- _THE PROBLEM_
Lines with "KeyEventKind" in the entries below: count them and reply with the number alone.

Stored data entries
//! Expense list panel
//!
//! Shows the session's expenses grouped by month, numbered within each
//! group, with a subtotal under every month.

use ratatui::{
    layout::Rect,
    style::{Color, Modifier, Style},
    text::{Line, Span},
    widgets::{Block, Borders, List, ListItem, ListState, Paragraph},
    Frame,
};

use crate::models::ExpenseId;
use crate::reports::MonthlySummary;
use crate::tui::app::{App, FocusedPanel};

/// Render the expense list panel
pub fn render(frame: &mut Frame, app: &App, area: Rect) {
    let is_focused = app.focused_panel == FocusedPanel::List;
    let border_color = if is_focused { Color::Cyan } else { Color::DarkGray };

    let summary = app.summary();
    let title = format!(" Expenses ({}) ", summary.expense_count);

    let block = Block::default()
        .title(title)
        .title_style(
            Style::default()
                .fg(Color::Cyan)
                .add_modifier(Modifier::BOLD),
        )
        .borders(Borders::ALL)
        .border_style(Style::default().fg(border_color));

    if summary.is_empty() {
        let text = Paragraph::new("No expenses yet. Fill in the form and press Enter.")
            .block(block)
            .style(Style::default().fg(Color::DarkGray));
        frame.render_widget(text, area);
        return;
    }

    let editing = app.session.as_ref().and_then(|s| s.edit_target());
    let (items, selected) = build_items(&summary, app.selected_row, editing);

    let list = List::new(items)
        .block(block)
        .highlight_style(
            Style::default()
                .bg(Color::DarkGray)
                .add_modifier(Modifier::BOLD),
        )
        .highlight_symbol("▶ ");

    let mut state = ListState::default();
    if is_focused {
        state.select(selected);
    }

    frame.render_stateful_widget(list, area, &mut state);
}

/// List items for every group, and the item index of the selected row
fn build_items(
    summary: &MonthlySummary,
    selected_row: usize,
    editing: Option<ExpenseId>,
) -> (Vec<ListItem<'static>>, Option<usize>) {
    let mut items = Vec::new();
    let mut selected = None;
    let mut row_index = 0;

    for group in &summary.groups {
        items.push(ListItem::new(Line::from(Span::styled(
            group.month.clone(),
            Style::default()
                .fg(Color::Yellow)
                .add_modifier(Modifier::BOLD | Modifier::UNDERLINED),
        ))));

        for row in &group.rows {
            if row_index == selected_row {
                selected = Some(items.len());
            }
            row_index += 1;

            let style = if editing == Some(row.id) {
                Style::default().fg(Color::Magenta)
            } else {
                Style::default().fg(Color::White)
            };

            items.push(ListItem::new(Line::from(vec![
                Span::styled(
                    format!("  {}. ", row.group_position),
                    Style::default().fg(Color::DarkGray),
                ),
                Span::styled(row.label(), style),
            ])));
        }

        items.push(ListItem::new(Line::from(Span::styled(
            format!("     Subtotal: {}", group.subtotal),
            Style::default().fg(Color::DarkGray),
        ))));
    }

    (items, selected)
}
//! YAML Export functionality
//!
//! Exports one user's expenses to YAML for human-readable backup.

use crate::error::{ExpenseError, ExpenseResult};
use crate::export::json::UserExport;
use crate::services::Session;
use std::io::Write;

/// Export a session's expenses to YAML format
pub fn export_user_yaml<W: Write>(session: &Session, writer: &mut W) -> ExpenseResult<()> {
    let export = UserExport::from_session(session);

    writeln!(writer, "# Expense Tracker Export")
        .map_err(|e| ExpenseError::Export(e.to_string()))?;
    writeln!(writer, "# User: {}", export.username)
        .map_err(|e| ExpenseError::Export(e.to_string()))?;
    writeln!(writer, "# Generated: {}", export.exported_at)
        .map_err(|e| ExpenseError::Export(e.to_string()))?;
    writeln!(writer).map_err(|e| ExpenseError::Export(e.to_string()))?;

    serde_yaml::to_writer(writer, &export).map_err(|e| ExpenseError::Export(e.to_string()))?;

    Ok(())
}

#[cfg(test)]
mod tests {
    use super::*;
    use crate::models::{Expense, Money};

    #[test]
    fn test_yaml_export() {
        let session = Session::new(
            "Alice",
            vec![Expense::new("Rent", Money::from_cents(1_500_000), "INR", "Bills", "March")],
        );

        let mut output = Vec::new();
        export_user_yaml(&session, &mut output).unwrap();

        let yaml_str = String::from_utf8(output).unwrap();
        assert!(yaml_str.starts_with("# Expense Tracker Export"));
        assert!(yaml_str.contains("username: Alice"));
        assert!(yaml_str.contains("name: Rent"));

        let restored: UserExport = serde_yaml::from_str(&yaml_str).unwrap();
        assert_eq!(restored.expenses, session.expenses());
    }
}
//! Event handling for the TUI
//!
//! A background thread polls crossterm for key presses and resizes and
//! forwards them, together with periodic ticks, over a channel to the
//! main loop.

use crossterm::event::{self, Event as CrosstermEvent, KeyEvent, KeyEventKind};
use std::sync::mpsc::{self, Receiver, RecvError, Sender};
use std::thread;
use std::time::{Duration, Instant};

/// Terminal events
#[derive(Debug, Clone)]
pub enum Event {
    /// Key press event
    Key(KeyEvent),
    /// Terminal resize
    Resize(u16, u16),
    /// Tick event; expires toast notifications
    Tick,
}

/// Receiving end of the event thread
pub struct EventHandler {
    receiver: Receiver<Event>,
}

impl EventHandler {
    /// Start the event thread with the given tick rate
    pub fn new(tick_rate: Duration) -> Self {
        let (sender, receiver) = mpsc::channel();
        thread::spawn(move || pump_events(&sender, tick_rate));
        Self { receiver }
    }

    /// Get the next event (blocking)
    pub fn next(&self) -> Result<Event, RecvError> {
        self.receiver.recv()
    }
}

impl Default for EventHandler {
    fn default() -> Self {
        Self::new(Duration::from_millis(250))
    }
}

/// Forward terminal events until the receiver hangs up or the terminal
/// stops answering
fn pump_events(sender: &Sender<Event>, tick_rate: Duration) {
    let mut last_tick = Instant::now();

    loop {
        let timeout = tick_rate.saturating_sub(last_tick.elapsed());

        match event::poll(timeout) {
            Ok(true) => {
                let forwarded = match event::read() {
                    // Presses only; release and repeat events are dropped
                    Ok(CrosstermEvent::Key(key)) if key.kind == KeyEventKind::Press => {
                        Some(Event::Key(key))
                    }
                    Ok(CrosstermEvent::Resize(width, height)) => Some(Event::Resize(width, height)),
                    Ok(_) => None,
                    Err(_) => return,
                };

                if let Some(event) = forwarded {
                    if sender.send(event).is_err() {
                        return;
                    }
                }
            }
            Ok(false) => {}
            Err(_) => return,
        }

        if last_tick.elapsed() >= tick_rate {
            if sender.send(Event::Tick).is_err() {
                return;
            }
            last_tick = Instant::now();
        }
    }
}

* * *

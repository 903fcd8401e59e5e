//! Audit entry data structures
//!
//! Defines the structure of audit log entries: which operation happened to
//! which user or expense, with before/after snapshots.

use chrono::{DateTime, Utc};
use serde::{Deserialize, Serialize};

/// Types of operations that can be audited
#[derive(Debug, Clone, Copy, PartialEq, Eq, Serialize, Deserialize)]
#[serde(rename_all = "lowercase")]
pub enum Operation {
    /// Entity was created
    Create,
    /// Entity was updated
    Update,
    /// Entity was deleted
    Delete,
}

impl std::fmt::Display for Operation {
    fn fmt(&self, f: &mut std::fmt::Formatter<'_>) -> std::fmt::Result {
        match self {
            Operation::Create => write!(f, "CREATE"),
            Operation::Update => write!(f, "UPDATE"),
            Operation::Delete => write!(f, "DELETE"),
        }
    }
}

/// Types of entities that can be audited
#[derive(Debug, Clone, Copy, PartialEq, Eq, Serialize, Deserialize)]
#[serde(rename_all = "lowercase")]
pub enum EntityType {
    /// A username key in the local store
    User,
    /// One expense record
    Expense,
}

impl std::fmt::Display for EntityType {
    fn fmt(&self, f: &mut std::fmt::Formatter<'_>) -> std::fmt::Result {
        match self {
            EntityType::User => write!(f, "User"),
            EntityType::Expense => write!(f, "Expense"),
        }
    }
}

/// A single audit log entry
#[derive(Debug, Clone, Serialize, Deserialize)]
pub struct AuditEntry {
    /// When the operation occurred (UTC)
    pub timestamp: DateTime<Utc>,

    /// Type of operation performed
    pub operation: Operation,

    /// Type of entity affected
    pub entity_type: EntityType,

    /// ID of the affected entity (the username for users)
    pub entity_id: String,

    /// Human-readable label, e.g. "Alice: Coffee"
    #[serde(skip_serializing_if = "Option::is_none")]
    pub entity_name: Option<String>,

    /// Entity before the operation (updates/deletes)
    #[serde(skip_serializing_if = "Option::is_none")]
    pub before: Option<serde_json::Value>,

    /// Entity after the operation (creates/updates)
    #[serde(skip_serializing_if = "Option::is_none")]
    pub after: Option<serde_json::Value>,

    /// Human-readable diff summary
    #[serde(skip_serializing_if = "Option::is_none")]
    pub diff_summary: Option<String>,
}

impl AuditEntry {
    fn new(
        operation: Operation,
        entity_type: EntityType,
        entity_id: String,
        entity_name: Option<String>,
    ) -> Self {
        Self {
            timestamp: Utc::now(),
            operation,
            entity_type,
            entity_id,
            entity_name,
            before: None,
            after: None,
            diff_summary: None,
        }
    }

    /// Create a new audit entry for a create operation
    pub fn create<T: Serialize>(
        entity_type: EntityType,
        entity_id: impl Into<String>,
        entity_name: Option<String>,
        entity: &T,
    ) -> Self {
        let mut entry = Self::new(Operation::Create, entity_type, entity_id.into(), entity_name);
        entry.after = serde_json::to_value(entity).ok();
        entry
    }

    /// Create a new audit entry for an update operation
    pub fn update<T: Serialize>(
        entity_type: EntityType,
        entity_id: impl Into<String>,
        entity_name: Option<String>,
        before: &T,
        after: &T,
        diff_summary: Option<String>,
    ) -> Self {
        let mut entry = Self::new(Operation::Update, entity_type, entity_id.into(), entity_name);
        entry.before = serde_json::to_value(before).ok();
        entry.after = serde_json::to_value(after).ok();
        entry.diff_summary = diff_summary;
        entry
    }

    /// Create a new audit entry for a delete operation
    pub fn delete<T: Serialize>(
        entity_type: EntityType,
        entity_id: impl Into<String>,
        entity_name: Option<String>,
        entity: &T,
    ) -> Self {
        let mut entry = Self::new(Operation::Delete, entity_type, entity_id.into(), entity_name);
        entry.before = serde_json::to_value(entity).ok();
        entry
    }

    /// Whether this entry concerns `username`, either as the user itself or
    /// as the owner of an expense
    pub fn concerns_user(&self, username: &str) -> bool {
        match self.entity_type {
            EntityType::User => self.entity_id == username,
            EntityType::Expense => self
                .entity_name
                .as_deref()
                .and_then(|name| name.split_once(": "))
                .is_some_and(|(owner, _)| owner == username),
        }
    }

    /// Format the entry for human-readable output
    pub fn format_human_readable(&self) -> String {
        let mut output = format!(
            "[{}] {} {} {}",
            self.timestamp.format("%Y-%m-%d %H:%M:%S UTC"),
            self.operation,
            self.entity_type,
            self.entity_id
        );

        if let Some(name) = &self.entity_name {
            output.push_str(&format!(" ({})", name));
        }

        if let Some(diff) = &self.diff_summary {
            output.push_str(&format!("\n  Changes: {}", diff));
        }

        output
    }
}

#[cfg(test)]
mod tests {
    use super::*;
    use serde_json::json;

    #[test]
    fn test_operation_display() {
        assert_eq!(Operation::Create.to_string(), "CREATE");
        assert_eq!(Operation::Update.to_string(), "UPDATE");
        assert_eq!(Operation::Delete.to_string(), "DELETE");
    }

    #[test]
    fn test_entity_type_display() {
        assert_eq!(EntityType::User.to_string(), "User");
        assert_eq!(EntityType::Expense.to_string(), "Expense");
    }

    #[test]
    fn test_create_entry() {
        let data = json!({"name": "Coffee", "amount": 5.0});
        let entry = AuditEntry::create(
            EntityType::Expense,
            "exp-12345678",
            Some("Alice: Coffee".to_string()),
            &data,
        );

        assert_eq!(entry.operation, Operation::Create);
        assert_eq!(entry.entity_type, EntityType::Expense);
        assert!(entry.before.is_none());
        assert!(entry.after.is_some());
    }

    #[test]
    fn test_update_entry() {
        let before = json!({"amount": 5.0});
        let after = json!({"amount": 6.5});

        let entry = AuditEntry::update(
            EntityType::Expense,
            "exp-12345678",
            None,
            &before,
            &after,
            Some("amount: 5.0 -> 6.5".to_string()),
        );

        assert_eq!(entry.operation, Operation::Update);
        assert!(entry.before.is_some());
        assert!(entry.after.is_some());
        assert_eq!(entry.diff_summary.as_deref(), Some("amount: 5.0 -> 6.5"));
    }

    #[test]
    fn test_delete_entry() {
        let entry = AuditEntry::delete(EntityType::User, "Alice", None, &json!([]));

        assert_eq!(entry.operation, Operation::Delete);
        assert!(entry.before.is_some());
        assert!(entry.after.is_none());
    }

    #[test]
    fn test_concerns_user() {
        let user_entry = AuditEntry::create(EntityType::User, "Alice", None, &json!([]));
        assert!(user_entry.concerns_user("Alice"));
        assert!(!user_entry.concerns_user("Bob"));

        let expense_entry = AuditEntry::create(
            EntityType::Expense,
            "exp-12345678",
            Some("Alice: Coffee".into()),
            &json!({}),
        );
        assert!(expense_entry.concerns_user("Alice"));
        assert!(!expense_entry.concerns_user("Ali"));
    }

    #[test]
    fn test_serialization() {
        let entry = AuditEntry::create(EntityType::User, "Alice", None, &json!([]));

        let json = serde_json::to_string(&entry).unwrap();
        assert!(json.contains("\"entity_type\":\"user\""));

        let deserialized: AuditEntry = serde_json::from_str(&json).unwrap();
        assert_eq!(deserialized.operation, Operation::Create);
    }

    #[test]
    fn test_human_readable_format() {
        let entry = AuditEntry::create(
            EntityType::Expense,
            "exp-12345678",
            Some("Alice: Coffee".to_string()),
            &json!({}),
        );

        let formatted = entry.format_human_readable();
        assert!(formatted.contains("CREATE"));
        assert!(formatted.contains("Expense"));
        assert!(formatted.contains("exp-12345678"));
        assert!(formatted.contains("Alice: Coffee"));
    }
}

- _SOLUTION FOR THIS TASK_
2